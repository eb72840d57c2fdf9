//! Spectral flux onset curve
//!
//! Frame-to-frame spectral change with half-wave rectification: only increases in
//! magnitude (attacks) contribute, decays are ignored.
//!
//! # Reference
//!
//! Bello, J. P., Daudet, L., Abdallah, S., Duxbury, C., Davies, M., & Sandler, M. B. (2005).
//! A Tutorial on Onset Detection in Music Signals.
//! *IEEE Transactions on Speech and Audio Processing*, 13(5), 1035-1047.

use crate::error::AnalysisError;
use crate::features::{ContinuousSignal, Spectrogram2D};

/// Numerical stability epsilon
const EPSILON: f32 = 1e-10;

/// Compute spectral flux from a magnitude spectrogram
///
/// Each frame is scaled by its own maximum before differencing so that the curve
/// responds to spectral shape changes rather than overall level. Flux value `n` is
/// the L2 norm of the rectified difference between frames `n` and `n - 1` and carries
/// the time of frame `n`.
///
/// # Arguments
///
/// * `spectrogram` - Magnitude spectrogram (n_frames × n_bins)
///
/// # Returns
///
/// Flux curve with `n_frames - 1` values; empty for fewer than two frames
///
/// # Errors
///
/// Returns `AnalysisError::InvalidInput` if frames have inconsistent lengths
pub fn spectral_flux(spectrogram: &Spectrogram2D) -> Result<ContinuousSignal, AnalysisError> {
    let frames = &spectrogram.frames;
    if frames.len() < 2 {
        return Ok(ContinuousSignal::empty());
    }

    let n_bins = frames[0].len();
    if let Some((i, frame)) = frames.iter().enumerate().find(|(_, f)| f.len() != n_bins) {
        return Err(AnalysisError::InvalidInput(format!(
            "Inconsistent frame lengths: frame 0 has {} bins, frame {} has {} bins",
            n_bins,
            i,
            frame.len()
        )));
    }

    log::debug!(
        "Computing spectral flux: {} frames, {} bins per frame",
        frames.len(),
        n_bins
    );

    let normalized: Vec<Vec<f32>> = frames
        .iter()
        .map(|frame| {
            let max_mag = frame.iter().copied().fold(0.0f32, f32::max);
            if max_mag > EPSILON {
                frame.iter().map(|&x| x / max_mag).collect()
            } else {
                vec![0.0f32; n_bins]
            }
        })
        .collect();

    let values: Vec<f64> = normalized
        .windows(2)
        .map(|pair| {
            let sum_sq: f64 = pair[0]
                .iter()
                .zip(pair[1].iter())
                .map(|(&prev, &curr)| ((curr - prev).max(0.0) as f64).powi(2))
                .sum();
            sum_sq.sqrt()
        })
        .collect();

    ContinuousSignal::new(spectrogram.times[1..].to_vec(), values, None)
}
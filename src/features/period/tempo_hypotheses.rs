//! Tempo hypotheses from beat candidates
//!
//! Inter-onset intervals between each candidate and its next few successors are
//! converted to BPM and accumulated into a histogram. Histogram peaks are refined to
//! the mean of the intervals around them, then grouped greedily into harmonic families:
//! the strongest unclaimed peak becomes a root, and tempos at small-integer ratios of
//! it become siblings when intervals support them.
//!
//! # Algorithm
//!
//! 1. Sort candidate times, drop non-finite values and duplicates
//! 2. Collect intervals to the next `max_interval_span` candidates within the BPM range
//! 3. Histogram the interval tempos, find local maxima
//! 4. Refine each maximum: supporting window of ±`harmonic_tolerance`, bpm = 60 / mean interval
//! 5. Build families from the strongest remaining peak, claiming every peak near a member
//! 6. Order families by best member confidence, members by confidence

use crate::analysis::confidence::tempo_confidence;
use crate::cancel::{try_outcome, CancellationToken, Outcome, CHECK_INTERVAL};
use crate::error::AnalysisError;

use super::harmonic::{family_id_for_root, hypothesis_id, ratio_rank, ROOT_LABEL, SIBLING_RATIOS};
use super::{HypothesisEvidence, TempoConfig, TempoHypothesis};

/// Intervals around one tempo
#[derive(Debug, Clone, Copy)]
struct Support {
    count: u32,
    lo_bpm: f64,
    hi_bpm: f64,
    mean_interval: f64,
}

/// Refined histogram peak
#[derive(Debug, Clone)]
struct Peak {
    bpm: f64,
    support: Support,
    confidence: f64,
}

/// Compute ranked tempo hypotheses from beat-candidate times
///
/// # Arguments
///
/// * `beat_candidate_times` - Candidate times in seconds, any order
/// * `config` - Engine parameters
/// * `token` - Cancellation token
///
/// # Returns
///
/// Hypotheses ordered by family (strongest family first), then by confidence.
/// Fewer than two usable candidates yield an empty list.
///
/// # Errors
///
/// Returns `AnalysisError::InvalidConfig` if `config` fails validation
///
/// # Example
///
/// ```
/// use stratum_mir::cancel::CancellationToken;
/// use stratum_mir::features::period::tempo_hypotheses::compute_tempo_hypotheses;
/// use stratum_mir::features::period::TempoConfig;
///
/// let beats: Vec<f64> = (0..16).map(|i| i as f64 * 0.5).collect();
/// let hypotheses = compute_tempo_hypotheses(&beats, &TempoConfig::default(), &CancellationToken::new())?
///     .completed()
///     .unwrap_or_default();
/// assert!((hypotheses[0].bpm - 120.0).abs() < 1e-9);
/// # Ok::<(), stratum_mir::AnalysisError>(())
/// ```
pub fn compute_tempo_hypotheses(
    beat_candidate_times: &[f64],
    config: &TempoConfig,
    token: &CancellationToken,
) -> Result<Outcome<Vec<TempoHypothesis>>, AnalysisError> {
    config.validate()?;

    let mut times: Vec<f64> = beat_candidate_times
        .iter()
        .copied()
        .filter(|t| t.is_finite())
        .collect();
    times.sort_by(f64::total_cmp);
    times.dedup_by(|a, b| (*a - *b).abs() < 1e-9);

    if times.len() < 2 {
        log::debug!("Fewer than two beat candidates, no tempo hypotheses");
        return Ok(Outcome::Completed(Vec::new()));
    }

    let interval_bpms = try_outcome!(collect_interval_bpms(&times, config, token));
    if interval_bpms.is_empty() {
        log::debug!(
            "No inter-onset intervals inside [{:.1}, {:.1}] BPM",
            config.min_bpm,
            config.max_bpm
        );
        return Ok(Outcome::Completed(Vec::new()));
    }

    log::debug!(
        "Tempo histogram: {} candidates, {} intervals",
        times.len(),
        interval_bpms.len()
    );

    let histogram = build_histogram(&interval_bpms, config);
    let mut peaks: Vec<Peak> = histogram_peak_centers(&histogram, config)
        .into_iter()
        .filter_map(|center| refine_peak(center, &interval_bpms, config))
        .collect();
    peaks.sort_by(|a, b| {
        b.confidence
            .total_cmp(&a.confidence)
            .then(a.bpm.total_cmp(&b.bpm))
    });

    let mut claimed = vec![false; peaks.len()];
    let mut families: Vec<Vec<TempoHypothesis>> = Vec::new();

    for root_idx in 0..peaks.len() {
        if families.len() >= config.max_families {
            break;
        }
        if claimed[root_idx] {
            continue;
        }
        if token.is_cancelled() {
            return Ok(Outcome::Cancelled);
        }

        let root = &peaks[root_idx];
        let family = build_family(root, &interval_bpms, config);

        for (idx, peak) in peaks.iter().enumerate() {
            if !claimed[idx] && near_family_member(peak.bpm, root.bpm, config.harmonic_tolerance) {
                claimed[idx] = true;
            }
        }

        log::debug!(
            "Tempo family {}: root {:.2} BPM, {} members",
            family[0].family_id,
            root.bpm,
            family.len()
        );
        families.push(family);
    }

    for family in &mut families {
        family.sort_by(|a, b| {
            b.confidence
                .total_cmp(&a.confidence)
                .then(ratio_rank(a.harmonic_ratio).cmp(&ratio_rank(b.harmonic_ratio)))
        });
    }
    families.sort_by(|a, b| {
        max_confidence(b)
            .total_cmp(&max_confidence(a))
            .then(root_bpm(a).total_cmp(&root_bpm(b)))
    });

    Ok(Outcome::Completed(families.into_iter().flatten().collect()))
}

/// Tempos of intervals from each candidate to its next `max_interval_span` successors
fn collect_interval_bpms(
    times: &[f64],
    config: &TempoConfig,
    token: &CancellationToken,
) -> Outcome<Vec<f64>> {
    let mut bpms = Vec::new();
    for (i, &t) in times.iter().enumerate() {
        if token.should_stop(i, CHECK_INTERVAL) {
            return Outcome::Cancelled;
        }
        for &next in times.iter().skip(i + 1).take(config.max_interval_span) {
            let bpm = 60.0 / (next - t);
            if bpm >= config.min_bpm && bpm <= config.max_bpm {
                bpms.push(bpm);
            }
        }
    }
    Outcome::Completed(bpms)
}

fn bin_count(config: &TempoConfig) -> usize {
    ((config.max_bpm - config.min_bpm) / config.bin_width_bpm).ceil().max(1.0) as usize
}

fn build_histogram(interval_bpms: &[f64], config: &TempoConfig) -> Vec<u32> {
    let n_bins = bin_count(config);
    let mut histogram = vec![0u32; n_bins];
    for &bpm in interval_bpms {
        let bin = ((bpm - config.min_bpm) / config.bin_width_bpm).floor() as usize;
        histogram[bin.min(n_bins - 1)] += 1;
    }
    histogram
}

/// Centers of bins that rise above their left neighbour and hold against their right
fn histogram_peak_centers(histogram: &[u32], config: &TempoConfig) -> Vec<f64> {
    (0..histogram.len())
        .filter(|&i| {
            let left = if i > 0 { histogram[i - 1] } else { 0 };
            let right = histogram.get(i + 1).copied().unwrap_or(0);
            histogram[i] > 0 && histogram[i] > left && histogram[i] >= right
        })
        .map(|i| config.min_bpm + (i as f64 + 0.5) * config.bin_width_bpm)
        .collect()
}

fn support_around(target_bpm: f64, interval_bpms: &[f64], tolerance: f64) -> Option<Support> {
    let lo = target_bpm * (1.0 - tolerance);
    let hi = target_bpm * (1.0 + tolerance);

    let mut count = 0u32;
    let mut lo_bpm = f64::INFINITY;
    let mut hi_bpm = f64::NEG_INFINITY;
    let mut interval_sum = 0.0;
    for &bpm in interval_bpms.iter().filter(|&&b| b >= lo && b <= hi) {
        count += 1;
        lo_bpm = lo_bpm.min(bpm);
        hi_bpm = hi_bpm.max(bpm);
        interval_sum += 60.0 / bpm;
    }

    (count > 0).then(|| Support {
        count,
        lo_bpm,
        hi_bpm,
        mean_interval: interval_sum / count as f64,
    })
}

fn refine_peak(center_bpm: f64, interval_bpms: &[f64], config: &TempoConfig) -> Option<Peak> {
    let initial = support_around(center_bpm, interval_bpms, config.harmonic_tolerance)?;
    let bpm = 60.0 / initial.mean_interval;
    let support = support_around(bpm, interval_bpms, config.harmonic_tolerance).unwrap_or(initial);
    let confidence = confidence_of(&support, interval_bpms.len());
    Some(Peak {
        bpm,
        support,
        confidence,
    })
}

fn confidence_of(support: &Support, total: usize) -> f64 {
    tempo_confidence(support.count, total, (support.lo_bpm, support.hi_bpm))
}

fn build_family(root: &Peak, interval_bpms: &[f64], config: &TempoConfig) -> Vec<TempoHypothesis> {
    let family_id = family_id_for_root(root.bpm);
    let mut members = vec![hypothesis(&family_id, ROOT_LABEL, root.bpm, 1.0, &root.support, root.confidence)];

    for &(ratio, label) in SIBLING_RATIOS.iter() {
        let bpm = root.bpm * ratio;
        if bpm < config.min_bpm || bpm > config.max_bpm {
            continue;
        }
        if let Some(support) = support_around(bpm, interval_bpms, config.harmonic_tolerance) {
            let confidence = confidence_of(&support, interval_bpms.len());
            members.push(hypothesis(&family_id, label, bpm, ratio, &support, confidence));
        }
    }
    members
}

fn hypothesis(
    family_id: &str,
    label: &str,
    bpm: f64,
    ratio: f64,
    support: &Support,
    confidence: f64,
) -> TempoHypothesis {
    TempoHypothesis {
        id: hypothesis_id(family_id, label),
        bpm,
        confidence,
        family_id: family_id.to_string(),
        harmonic_ratio: ratio,
        evidence: HypothesisEvidence {
            supporting_interval_count: support.count,
            bin_range: (support.lo_bpm, support.hi_bpm),
        },
    }
}

fn near_family_member(bpm: f64, root_bpm: f64, tolerance: f64) -> bool {
    std::iter::once(1.0)
        .chain(SIBLING_RATIOS.iter().map(|&(r, _)| r))
        .any(|ratio| (bpm / (root_bpm * ratio) - 1.0).abs() <= tolerance)
}

fn max_confidence(family: &[TempoHypothesis]) -> f64 {
    family.iter().map(|h| h.confidence).fold(0.0, f64::max)
}

fn root_bpm(family: &[TempoHypothesis]) -> f64 {
    family
        .iter()
        .find(|h| h.is_root())
        .map_or(f64::INFINITY, |h| h.bpm)
}

#[cfg(test)]
mod tests {
    use super::*;

    fn run(times: &[f64]) -> Vec<TempoHypothesis> {
        compute_tempo_hypotheses(times, &TempoConfig::default(), &CancellationToken::new())
            .unwrap()
            .completed()
            .unwrap()
    }

    fn regular(bpm: f64, count: usize) -> Vec<f64> {
        (0..count).map(|i| i as f64 * 60.0 / bpm).collect()
    }

    #[test]
    fn test_regular_pulse_root_and_half_time() {
        let hypotheses = run(&regular(120.0, 5));
        assert_eq!(hypotheses.len(), 2);

        let root = &hypotheses[0];
        assert!((root.bpm - 120.0).abs() < 1e-9);
        assert!(root.is_root());
        assert_eq!(root.id, "fam-120.00@1:1");
        assert_eq!(root.evidence.supporting_interval_count, 4);

        let half = &hypotheses[1];
        assert!((half.bpm - 60.0).abs() < 1e-9);
        assert!((half.harmonic_ratio - 0.5).abs() < 1e-12);
        assert_eq!(half.family_id, root.family_id);
        assert_eq!(half.evidence.supporting_interval_count, 3);
        assert!(root.confidence > half.confidence);
    }

    #[test]
    fn test_confidences_in_unit_range() {
        let mut times = regular(128.0, 32);
        times.extend(regular(90.0, 12).iter().map(|t| t + 0.13));
        for h in run(&times) {
            assert!((0.0..=1.0).contains(&h.confidence), "{:?}", h);
            assert!(h.bpm >= 60.0 && h.bpm <= 200.0);
        }
    }

    #[test]
    fn test_deterministic_and_order_independent() {
        let times = regular(100.0, 20);
        let mut shuffled = times.clone();
        shuffled.reverse();
        shuffled.swap(3, 11);
        let a = run(&times);
        let b = run(&shuffled);
        assert_eq!(a, b);
        assert_eq!(a, run(&times));
    }

    #[test]
    fn test_family_members_share_id_and_ratio() {
        let hypotheses = run(&regular(90.0, 24));
        let root = hypotheses.iter().find(|h| h.is_root()).unwrap();
        assert!((root.bpm - 90.0).abs() < 1e-6);
        for h in hypotheses.iter().filter(|h| h.family_id == root.family_id) {
            assert!(h.id.starts_with(&h.family_id));
            assert!((h.bpm / h.harmonic_ratio - root.bpm).abs() < 1e-6);
        }
    }

    #[test]
    fn test_degenerate_inputs() {
        assert!(run(&[]).is_empty());
        assert!(run(&[1.0]).is_empty());
        assert!(run(&[1.0, 1.0, f64::NAN]).is_empty());
        // A single 5 s gap is 12 BPM, below range
        assert!(run(&[0.0, 5.0]).is_empty());
    }

    #[test]
    fn test_max_families_respected() {
        let mut times = regular(120.0, 40);
        times.extend(regular(77.0, 30).iter().map(|t| t + 0.011));
        times.extend(regular(143.0, 30).iter().map(|t| t + 0.023));
        let config = TempoConfig {
            max_families: 1,
            ..TempoConfig::default()
        };
        let hypotheses = compute_tempo_hypotheses(&times, &config, &CancellationToken::new())
            .unwrap()
            .completed()
            .unwrap();
        assert!(!hypotheses.is_empty());
        assert!(hypotheses.iter().all(|h| h.family_id == hypotheses[0].family_id));
    }

    #[test]
    fn test_invalid_config_rejected() {
        let config = TempoConfig {
            min_bpm: 0.0,
            ..TempoConfig::default()
        };
        let result = compute_tempo_hypotheses(&[0.0, 0.5], &config, &CancellationToken::new());
        assert!(matches!(result, Err(AnalysisError::InvalidConfig(_))));
    }

    #[test]
    fn test_cancelled_before_start() {
        let token = CancellationToken::new();
        token.cancel();
        let outcome = compute_tempo_hypotheses(&regular(120.0, 8), &TempoConfig::default(), &token).unwrap();
        assert!(outcome.is_cancelled());
    }
}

**Instructions for the task**.
Set down only the lines above that fall between the line holding "let values: Vec<f64> = normalized" and the line holding "members by confidence", inclusive, keeping each exact.

**Problem solution**.
    let values: Vec<f64> = normalized
        .windows(2)
        .map(|pair| {
            let sum_sq: f64 = pair[0]
                .iter()
                .zip(pair[1].iter())
                .map(|(&prev, &curr)| ((curr - prev).max(0.0) as f64).powi(2))
                .sum();
            sum_sq.sqrt()
        })
        .collect();

    ContinuousSignal::new(spectrogram.times[1..].to_vec(), values, None)
}
filename src/features/period/tempo_hypotheses.rs
//! Tempo hypotheses from beat candidates
//!
//! Inter-onset intervals between each candidate and its next few successors are
//! converted to BPM and accumulated into a histogram. Histogram peaks are refined to
//! the mean of the intervals around them, then grouped greedily into harmonic families:
//! the strongest unclaimed peak becomes a root, and tempos at small-integer ratios of
//! it become siblings when intervals support them.
//!
//! # Algorithm
//!
//! 1. Sort candidate times, drop non-finite values and duplicates
//! 2. Collect intervals to the next `max_interval_span` candidates within the BPM range
//! 3. Histogram the interval tempos, find local maxima
//! 4. Refine each maximum: supporting window of ±`harmonic_tolerance`, bpm = 60 / mean interval
//! 5. Build families from the strongest remaining peak, claiming every peak near a member
//! 6. Order families by best member confidence, members by confidence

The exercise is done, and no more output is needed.